During the colonial period, couscous spread to France and other European countries, where it became a popular dish among immigrants from North Africa.
These days, couscous is enjoyed around the world and is considered a staple food in many countries.
A versatile dish, it’s made by mixing semolina flour with water to form small pearl-sized balls. They are then steamed and mostly served with a stew or sauce.
Did you know there are several types?
- Moroccan Couscous: This is the most popular type of couscous and is made from semolina wheat. It’s mostly served with a stew or sauce and is known for its light, fluffy texture.
- Israeli Couscous: Also known as the “pearl” variety, this type is larger and rounder than traditional Moroccan one. It has a slightly chewy texture and is often served as a side dish or in salads.
- Lebanese Couscous: This type is known for its delicate texture. It is often served as a bed for meats or as a stuffing for vegetables.
- Tunisian Couscous: Made from durum wheat flour, this iteration has a slight nut flavor. It’s typically served with a spicy stew because of its firmness.
- Palestinian Couscous: Similar to the Israeli type, but it is much smaller in size.
Here’s a simple recipe for couscous:
1 cup couscous/box can be purchased from a grocery store
1 1/2 cups water or broth
1 tbsp olive oil
Salt to taste
In a medium saucepan, bring the water or broth, olive oil, and salt to a boil.
Stir in the couscous, cover the saucepan, and remove from heat.
Let the pearls sit for 5 minutes, then fluff with a fork.
Serve hot and enjoy!
You can also add various ingredients to customize the flavor, such as vegetables, herbs, spices, or nuts.
TIP: Use Couscous in exchange for pasta for a unique culinary option.

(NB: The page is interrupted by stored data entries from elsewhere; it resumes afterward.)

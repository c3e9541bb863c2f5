//! 商品テーブルからモックアップを作成してアップロード
//!
//! 標準出力にはマニフェスト JSON を1行だけ書く。それ以外はすべて標準エラー。

pub mod compositor;
pub mod storage;
pub mod table;

pub use storage::{BucketClient, ObjectStore};
pub use table::{mockup_config, MockupConfig, TableClient, TableRecord};

use crate::error::{MockupError, Result};
use serde::Serialize;
use std::collections::BTreeMap;
use std::path::{Path, PathBuf};
use tracing::{info, warn};

const DEFAULT_TABLE_API: &str = "https://api.airtable.com/v0";

/// 実行環境（環境変数から1回だけ読む）
#[derive(Debug, Clone)]
pub struct MockupEnv {
    pub table_api_url: String,
    pub table_token: String,
    pub table_base_id: String,
    pub table_name: String,
    pub bucket_name: Option<String>,
    pub bucket_url: Option<String>,
    pub bucket_region: String,
    pub bucket_endpoint: Option<String>,
    pub upload_token: Option<String>,
    pub public_base_url: Option<String>,
}

impl MockupEnv {
    pub fn from_env() -> Result<Self> {
        Self::from_lookup(|key| std::env::var(key).ok())
    }

    /// 任意の取得関数から読む（空文字は未設定扱い）
    pub fn from_lookup(lookup: impl Fn(&str) -> Option<String>) -> Result<Self> {
        let get = |key: &str| lookup(key).map(|v| v.trim().to_string()).filter(|v| !v.is_empty());
        let require = |key: &str| get(key).ok_or_else(|| MockupError::MissingEnv(key.to_string()));

        Ok(Self {
            table_token: require("AIRTABLE_PAT")?,
            table_base_id: require("AIRTABLE_BASE_ID")?,
            table_api_url: get("AIRTABLE_API_URL").unwrap_or_else(|| DEFAULT_TABLE_API.to_string()),
            table_name: get("AIRTABLE_TABLE_NAME").unwrap_or_else(|| "Products".to_string()),
            bucket_name: get("AWS_BUCKET_NAME"),
            bucket_url: get("AWS_BUCKET_URL"),
            bucket_region: get("AWS_REGION").unwrap_or_else(|| "us-east-2".to_string()),
            bucket_endpoint: get("AWS_BUCKET_ENDPOINT"),
            upload_token: get("AWS_UPLOAD_TOKEN"),
            public_base_url: get("PUBLIC_BASE_URL"),
        })
    }

    /// バケットが設定されていればクライアントを作る
    pub fn bucket_client(&self) -> Result<Option<BucketClient>> {
        let Some(bucket) = &self.bucket_name else {
            return Ok(None);
        };
        BucketClient::new(
            bucket,
            &self.bucket_region,
            self.bucket_endpoint.as_deref(),
            self.bucket_url.as_deref(),
            self.upload_token.as_deref(),
        )
        .map(Some)
    }
}

/// `mockups` サブコマンドの引数
#[derive(Debug, Clone)]
pub struct MockupRequest {
    pub email: String,
    pub logo_url: String,
    pub products_dir: PathBuf,
    pub product_id: Option<String>,
}

/// 画像ごとのアップロード URL
#[derive(Debug, Clone, Default, PartialEq, Serialize)]
pub struct ProductUrls {
    pub png_urls: Vec<String>,
    pub pdf_urls: Vec<String>,
    pub preview_urls: Vec<String>,
}

/// 標準出力に書くマニフェスト
#[derive(Debug, Clone, PartialEq, Serialize)]
pub struct MockupManifest {
    pub email: String,
    pub product_id: Option<String>,
    pub s3_prefix: String,
    pub product_map: BTreeMap<String, ProductUrls>,
}

/// メールアドレスをフォルダ名にする（"A.b@x.io" → "a_dot_b_at_x_dot_io"）
pub fn email_folder(email: &str) -> String {
    email.to_lowercase().replace('@', "_at_").replace('.', "_dot_")
}

/// ロゴ URL から保存ファイル名を決める
pub fn logo_file_name(logo_url: &str, content_type: Option<&str>) -> String {
    let from_path = url::Url::parse(logo_url)
        .ok()
        .and_then(|u| u.path_segments().and_then(|mut s| s.next_back().map(String::from)))
        .filter(|name| !name.is_empty());

    match from_path {
        Some(name) if name.contains('.') => name,
        _ => {
            let ext = match content_type.map(|c| c.split(';').next().unwrap_or("").trim()) {
                Some("image/jpeg") => "jpg",
                Some("image/webp") => "webp",
                Some("image/svg+xml") => "svg",
                Some("image/gif") => "gif",
                _ => "png",
            };
            format!("logo.{}", ext)
        }
    }
}

async fn download(http: &reqwest::Client, url: &str) -> Result<reqwest::Response> {
    let response = http.get(url).send().await?.error_for_status()?;
    Ok(response)
}

async fn download_logo(http: &reqwest::Client, logo_url: &str, dest_dir: &Path) -> Result<PathBuf> {
    std::fs::create_dir_all(dest_dir)?;
    let response = download(http, logo_url).await?;
    let content_type = response
        .headers()
        .get(reqwest::header::CONTENT_TYPE)
        .and_then(|v| v.to_str().ok())
        .map(String::from);
    let path = dest_dir.join(logo_file_name(logo_url, content_type.as_deref()));
    std::fs::write(&path, response.bytes().await?)?;
    Ok(path)
}

/// 単一対象の商品画像がローカルになければ公開 URL から取得する
///
/// 取得できなければ元のフォルダを返す（合成時にスキップされる）。
async fn ensure_base_image_local(
    http: &reqwest::Client,
    image_file: &str,
    products_dir: &Path,
    public_base_url: Option<&str>,
    work_root: &Path,
) -> PathBuf {
    if products_dir.join(image_file).is_file() {
        return products_dir.to_path_buf();
    }
    let Some(base) = public_base_url else {
        return products_dir.to_path_buf();
    };

    let tmp_dir = work_root.join("products");
    let url = format!("{}/images/products/{}", base.trim_end_matches('/'), image_file);
    let fetched = async {
        std::fs::create_dir_all(&tmp_dir)?;
        let bytes = download(http, &url).await?.bytes().await?;
        std::fs::write(tmp_dir.join(image_file), bytes)?;
        Ok::<_, MockupError>(())
    }
    .await;

    match fetched {
        Ok(()) => tmp_dir,
        Err(e) => {
            warn!("商品画像を取得できません {}: {}", image_file, e);
            products_dir.to_path_buf()
        }
    }
}

/// モックアップを作成してアップロードし、マニフェストを返す
pub async fn build_mockups(env: &MockupEnv, request: &MockupRequest) -> Result<MockupManifest> {
    let table = TableClient::new(&env.table_api_url, &env.table_base_id, &env.table_name, &env.table_token)?;
    let records = table.fetch_records().await?;
    let config = mockup_config(&records, request.product_id.as_deref());
    if config.is_empty() {
        return Err(MockupError::NoMockupTargets(
            "ボックス付きの商品が選択条件に一致しません".into(),
        ));
    }
    info!("対象: {}件", config.len());

    let work = tempfile::Builder::new().prefix("mockups_").tempdir()?;
    let out_dir = work.path().join("out");
    let pdf_dir = work.path().join("pdf");
    let preview_dir = work.path().join("preview");
    for dir in [&out_dir, &pdf_dir, &preview_dir] {
        std::fs::create_dir_all(dir)?;
    }

    let http = reqwest::Client::builder()
        .timeout(std::time::Duration::from_secs(60))
        .build()?;
    let logo_path = download_logo(&http, &request.logo_url, &work.path().join("logos")).await?;

    let mut products_dir = request.products_dir.clone();
    if config.len() == 1 {
        if let Some(image_file) = config.keys().next() {
            products_dir = ensure_base_image_local(
                &http,
                image_file,
                &request.products_dir,
                env.public_base_url.as_deref(),
                work.path(),
            )
            .await;
        }
    }

    let written = compositor::render_mockups(&logo_path, &products_dir, &config, &out_dir, &preview_dir)?;
    info!("合成完了: {}枚", written.len());

    let s3_prefix = format!("{}/mockups", email_folder(&request.email));
    let urls = match env.bucket_client()? {
        Some(store) => ProductUrls {
            png_urls: store.upload_folder(&out_dir, &s3_prefix).await?,
            pdf_urls: store.upload_folder(&pdf_dir, &s3_prefix).await?,
            preview_urls: store.upload_folder(&preview_dir, &s3_prefix).await?,
        },
        None => {
            warn!("AWS_BUCKET_NAME が未設定のためアップロードしません");
            ProductUrls::default()
        }
    };

    let product_map = config.keys().map(|k| (k.clone(), urls.clone())).collect();
    Ok(MockupManifest {
        email: request.email.clone(),
        product_id: request
            .product_id
            .as_deref()
            .map(str::trim)
            .filter(|p| !p.is_empty())
            .map(String::from),
        s3_prefix,
        product_map,
    })
}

Optional Additions: Classic accompaniments for dishes include chopped coriander and parsley. Mint is also a great option, and you can try basil or other soft leaves. You can also cut orange slices or cleaned orange peels into small pieces, which can be added while bringing everything to a simmer.
To add in an extra zing, consider grating lemon rind and squeezing lemon juice. For added crunch, try toasting pine nuts or adding slivered almonds.
How it’s handmade:
The dish is typically made from durum wheat semolina, which is moistened and rolled into small balls. The balls are then steamed until they are light and fluffy then served with various stews, sauces, and vegetables.
Traditionally, it is made in a large, circular, shallow dish called a “Kiska” and steamed over a pot of boiling stew, then the dish is covered and left to steam until the flavors have combined and is fully cooked.
In addition to its use as a staple food, it is also commonly served at special events and celebrations, such as weddings and festivals. It is a versatile dish that can be flavored and spiced in various ways and it is loved for its simplicity and comfort food.